In order to allow alignment with the CLC maps, the JPSP data was organised in subsets relevant to the 2000,
2006 and 2012 editions. To account for inter-annual variation in population abundances, for each edition (2000,
2006 and 2012), JPSP data was considered from the previous year, the edition year and the following year. For
example, for the 2000 CLC edition, JPSP data from the 1999, 2000 and 2001 surveys were included. This also
allowed for a larger dataset to be generated for alignment with each CLC edition. For each CLC edition, the
maximum abundance for each species within each transect point over the three years was then selected as the
abundance measure.
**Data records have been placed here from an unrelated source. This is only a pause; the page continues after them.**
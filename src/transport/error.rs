//! Error types for device communication.

use thiserror::Error;

/// Errors that can occur while talking to a device, regardless of which
/// transport carries the conversation.
#[derive(Debug, Error)]
pub enum TransportError {
    /// No matching device could be found (USB enumeration found no
    /// vid/pid/interface match, or the HTTP host did not answer its status
    /// endpoint).
    #[error("no matching device found")]
    DeviceNotFound,

    /// A device was found but communication with it failed at the
    /// transport layer (a HID write/read error, or an HTTP transport-level
    /// failure such as a connection reset).
    #[error("transport I/O failed: {0}")]
    Io(String),

    /// A frame or response from the device did not match the expected
    /// wire format.
    #[error(transparent)]
    Protocol(#[from] ProtocolError),

    /// The device did not respond within the expected time.
    #[error("device did not respond in time")]
    Timeout,

    /// The requested resource (a stored program, an NVS key) does not
    /// exist on the device.
    #[error("not found")]
    NotFound,

    /// The device rejected the request (an oversized payload, an invalid
    /// NVS type tag, a malformed key).
    #[error("device rejected request: {0}")]
    Rejected(String),
}

/// Errors raised while building or parsing a protocol frame, independent of
/// the transport that carries it.
#[derive(Debug, Error)]
pub enum ProtocolError {
    /// A value destined for a fixed-size wire field does not fit.
    #[error("{field} of {len} bytes exceeds the {limit} byte limit")]
    ValueTooLarge {
        /// Name of the oversized field.
        field: &'static str,
        /// Actual length in bytes.
        len: usize,
        /// Maximum allowed length in bytes.
        limit: usize,
    },

    /// A response frame was shorter than required to contain its fixed
    /// header.
    #[error("response frame too short: got {got} bytes, need at least {need}")]
    ShortFrame {
        /// Bytes actually received.
        got: usize,
        /// Minimum bytes required.
        need: usize,
    },

    /// The device returned its error response code.
    #[error("device returned an error response")]
    DeviceError,

    /// A response carried an NVS type tag this implementation does not
    /// recognize.
    #[error("unrecognized NVS type tag 0x{0:02X}")]
    UnknownNvsType(u8),
}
Species richness was then calculated as the total species richness over the three year period
observed at any given transect point.
For the spatial referencing of the accounts, it is assumed that the count results at any point on the transect
represent a count of birds within a hectare, with the point representing the centroid of a square hectare. For each
transect point (or associated hectare), a CLC type was determined via GIS techniques by overlaying the
georeferenced coordinates for the point with the CLC accounting layer. This allowed for a cross-walk to the
MAES Ecosystem type to be performed, and a MAES type attributed to the hectare where the count was
performed.
In order to compile the Species Accounts, species richness was then derived for each MAES ecosystem type by
calculating the number of unique common bird species observed across all counts within each ecosystem type,
for the relevant CLC edition (i.e., 2000, 2006 and 2012). Total abundance of common birds for each MAES type
was then obtained by summing the observed absolute abundances of each species in each point location, within
each ecosystem type. Using these two pieces of information, a Shannon index of diversity was then calculated
for each MAES ecosystem type. As introduced earlier, the detectability of each species should be incorporated
into the analysis, to avoid the potential bias introduced by using the raw observed abundances.
In order to estimate the abundance of common bird species by ecosystem type at the Czech Republic scale, a
population density / relative abundance (in common birds per ha) was calculated. This equals the total abundance
for each ecosystem type observed, divided by the total area of each ecosystem type sampled by the JPSP during
the analysis years. This was then multiplied by the total extent of that ecosystem type (in ha) within the Czech
Republic, to derive an estimate of the total stocks (or abundance) of common bird species.
2.1.3.2. Czech Republic Spatially Referenced Common Bird Species Accounts
A review of the derived JPSP dataset revealed that the number of transects was increasing significantly through
time (50 for 2000, 121 for 2006 and 143 for 2012). Tables 2 and 3 present the Common Bird Species Accounts
using all the JPSP data. In addition, given the steep increase in sampling intensity over time, Common Bird
Species Accounts have been compiled using consistently sampled locations for 2000, 2006 and 2012. These are
presented in Appendix A.
Table 2 identifies a substantial increase in species richness between 2000 and 2006 in every ecosystem (up to 21
species in Grasslands). This could be an artefact of variation in sampling effort (evaluated further in Section 2.2).
Generally, the Shannon index is increasing across all ecosystems, with the exception of cropland (-0.05). Table 2
shows very large increases in common bird abundance between 2000 and 2006 (by around 65 million). Again,
this is driven by increases in Cropland (by around 35 million).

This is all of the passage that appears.